Slack rejected the signature, which usually means one of:

  • The signing secret in wrangler secret put SLACK_SIGNING_SECRET does not match the one on the Slack app's Basic Information page.
  • A proxy in front of the worker re-encoded the request body. Slack signs the raw body — any whitespace difference breaks the signature.

Run wrangler tail and re-issue the command to see the exact request the worker received.

Ack times out (Slack shows "did not respond")

The 3-second ack budget includes the worker's call to POST /v1/run. If the cloud-api is slow or returns an error, the user sees the timeout.
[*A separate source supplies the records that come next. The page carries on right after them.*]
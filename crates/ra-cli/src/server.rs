use std::collections::HashMap;

use ra_core::{
    CONSTANTS, CoherenceLevel, RaError, compute_multiwave_coherence, frequency_to_band,
    is_coherence_stable, material_by_name, try_frequency_to_band,
};
use rmcp::handler::server::router::tool::ToolRouter;
use rmcp::handler::server::wrapper::Parameters;
use rmcp::model::*;
use rmcp::{ErrorData as McpError, ServerHandler, tool, tool_handler, tool_router};
use schemars::JsonSchema;
use serde::Deserialize;

use crate::config::Settings;
use crate::report;

/// Stateless MCP front end over the ra-core classifiers.
#[derive(Clone)]
pub struct RaServer {
    settings: Settings,
    tool_router: ToolRouter<Self>,
}

impl RaServer {
    pub fn new(settings: Settings) -> Self {
        Self {
            settings,
            tool_router: Self::tool_router(),
        }
    }
}

fn invalid_params(e: RaError) -> McpError {
    McpError::invalid_params(e.to_string(), None)
}

fn json_result(value: &serde_json::Value) -> Result<CallToolResult, McpError> {
    let text = serde_json::to_string_pretty(value)
        .map_err(|e| McpError::internal_error(e.to_string(), None))?;
    Ok(CallToolResult::success(vec![Content::text(text)]))
}

// --- Tool parameter types ---

#[derive(Debug, Deserialize, JsonSchema)]
struct FrequencyRequest {
    /// Frequency in Hz
    frequency_hz: f64,
    /// Reject frequencies outside the five bands instead of clamping to
    /// ULTRA or RAPID
    strict: Option<bool>,
}

#[derive(Debug, Deserialize, JsonSchema)]
struct CoherenceRequest {
    /// Coherence value in [0, 1]
    value: f64,
}

#[derive(Debug, Deserialize, JsonSchema)]
struct MultiwaveRequest {
    /// Amplitude per band name (ULTRA, SLOW, CORE, FAST, RAPID)
    amplitudes: HashMap<String, f64>,
    /// Phase in radians per band name
    phases: HashMap<String, f64>,
    /// Reference phase in radians; defaults to the configured value
    reference_phase: Option<f64>,
}

#[derive(Debug, Deserialize, JsonSchema)]
struct MaterialRequest {
    /// Material name, case-insensitive (e.g. "quartz", "GOLD")
    name: String,
}

#[derive(Debug, Deserialize, JsonSchema)]
struct StabilityRequest {
    /// Series of coherence measurements
    values: Vec<f64>,
    /// Maximum standard deviation; defaults to the configured value
    threshold: Option<f64>,
}

#[tool_router]
impl RaServer {
    #[tool(
        description = "Classify a frequency (Hz) into one of the five golden-ratio bands ULTRA, SLOW, CORE, FAST, RAPID. Band k is centred on φ^k Hz. Out-of-range frequencies saturate to ULTRA or RAPID unless strict is set."
    )]
    async fn ra_classify_frequency(
        &self,
        Parameters(req): Parameters<FrequencyRequest>,
    ) -> Result<CallToolResult, McpError> {
        let band = if req.strict.unwrap_or(false) {
            try_frequency_to_band(req.frequency_hz).map_err(invalid_params)?
        } else {
            frequency_to_band(req.frequency_hz)
        };
        tracing::debug!(frequency = req.frequency_hz, band = band.name, "ra_classify_frequency");
        json_result(&report::classification_json(req.frequency_hz, band))
    }

    #[tool(
        description = "Classify a coherence value in [0, 1] as MINIMAL, LOW, MEDIUM, HIGH or PEAK. Values outside [0, 1] are rejected."
    )]
    async fn ra_classify_coherence(
        &self,
        Parameters(req): Parameters<CoherenceRequest>,
    ) -> Result<CallToolResult, McpError> {
        let level = CoherenceLevel::classify(req.value).map_err(invalid_params)?;
        tracing::debug!(value = req.value, %level, "ra_classify_coherence");
        json_result(&report::level_json(req.value, level))
    }

    #[tool(
        description = "Combine per-band amplitudes and phases into one coherence score in [0, 1], weighting bands by φ^-|k|. Bands missing from either map are skipped."
    )]
    async fn ra_multiwave_coherence(
        &self,
        Parameters(req): Parameters<MultiwaveRequest>,
    ) -> Result<CallToolResult, McpError> {
        let amplitudes = report::canonical_band_map(req.amplitudes).map_err(invalid_params)?;
        let phases = report::canonical_band_map(req.phases).map_err(invalid_params)?;
        let reference_phase = req.reference_phase.unwrap_or(self.settings.reference_phase);

        let coherence = compute_multiwave_coherence(&amplitudes, &phases, reference_phase);
        let level = CoherenceLevel::classify(coherence).map_err(invalid_params)?;
        tracing::debug!(coherence, %level, "ra_multiwave_coherence");
        json_result(&report::multiwave_json(
            coherence,
            level,
            &amplitudes,
            &phases,
            reference_phase,
        ))
    }

    #[tool(
        description = "Look up a material's resonance frequency, alpha affinity and conductivity by name (case-insensitive)."
    )]
    async fn ra_material(
        &self,
        Parameters(req): Parameters<MaterialRequest>,
    ) -> Result<CallToolResult, McpError> {
        let material = material_by_name(&req.name).map_err(invalid_params)?;
        json_result(&report::material_json(material))
    }

    #[tool(description = "List every named constant with its value, unit and description.")]
    async fn ra_constants(&self) -> Result<CallToolResult, McpError> {
        json_result(&report::constants_json(CONSTANTS))
    }

    #[tool(
        description = "Check whether a series of coherence measurements is stable: population standard deviation at or below the threshold. Fewer than two samples are always stable."
    )]
    async fn ra_coherence_stability(
        &self,
        Parameters(req): Parameters<StabilityRequest>,
    ) -> Result<CallToolResult, McpError> {
        let threshold = req.threshold.unwrap_or(self.settings.stability_threshold);
        let stable = is_coherence_stable(&req.values, threshold);
        json_result(&report::stability_json(&req.values, threshold, stable))
    }
}

#[tool_handler]
impl ServerHandler for RaServer {
    fn get_info(&self) -> ServerInfo {
        ServerInfo {
            instructions: Some(
                "Golden-ratio band and coherence classification.\n\n\
                 - ra_classify_frequency: frequency (Hz) → φ band\n\
                 - ra_classify_coherence: value in [0, 1] → coherence level\n\
                 - ra_multiwave_coherence: per-band amplitude/phase maps → weighted coherence\n\
                 - ra_coherence_stability: series → stable or not\n\
                 - ra_material, ra_constants: catalog lookups\n\n\
                 All tools are pure and stateless."
                    .into(),
            ),
            capabilities: ServerCapabilities::builder().enable_tools().build(),
            ..Default::default()
        }
    }
}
Two mitigations:

  • Confirm FRONTGUARD_API_URL is correct and reachable from your worker.
  • Tail the worker (wrangler tail) and look for Cloud API run submission failed lines.

No follow-up message arrives

The follow-up flows through Slack's response_url, which is valid for about 30 minutes after the slash command fires. Long runs that exceed that window simply drop on Slack's side. Either:

  • Reduce route count or viewport count to make the run finish faster.
  • Use the dashboard's email or webhook alerting instead — those don't have a Slack-side expiration.

OAuth callback returns { "ok": true, "persisted": false }

The OAuth handshake succeeded, but SLACK_TEAMS is not bound in wrangler.toml. Add the KV binding, re-deploy, and re-install the app.

What the integration does not do (yet)

  • Schedule recurring runs from Slack (use production monitoring).
  • Trigger runs from a button press in a Slack message (Block Kit interactivity is on the roadmap).
  • Cross-post a run that was triggered from CI back to a specific Slack channel (planned — needs a per-channel routing config).

If any of these are blocking you, open an issue at github.com/ravidsrk/frontguard/issues with the use case.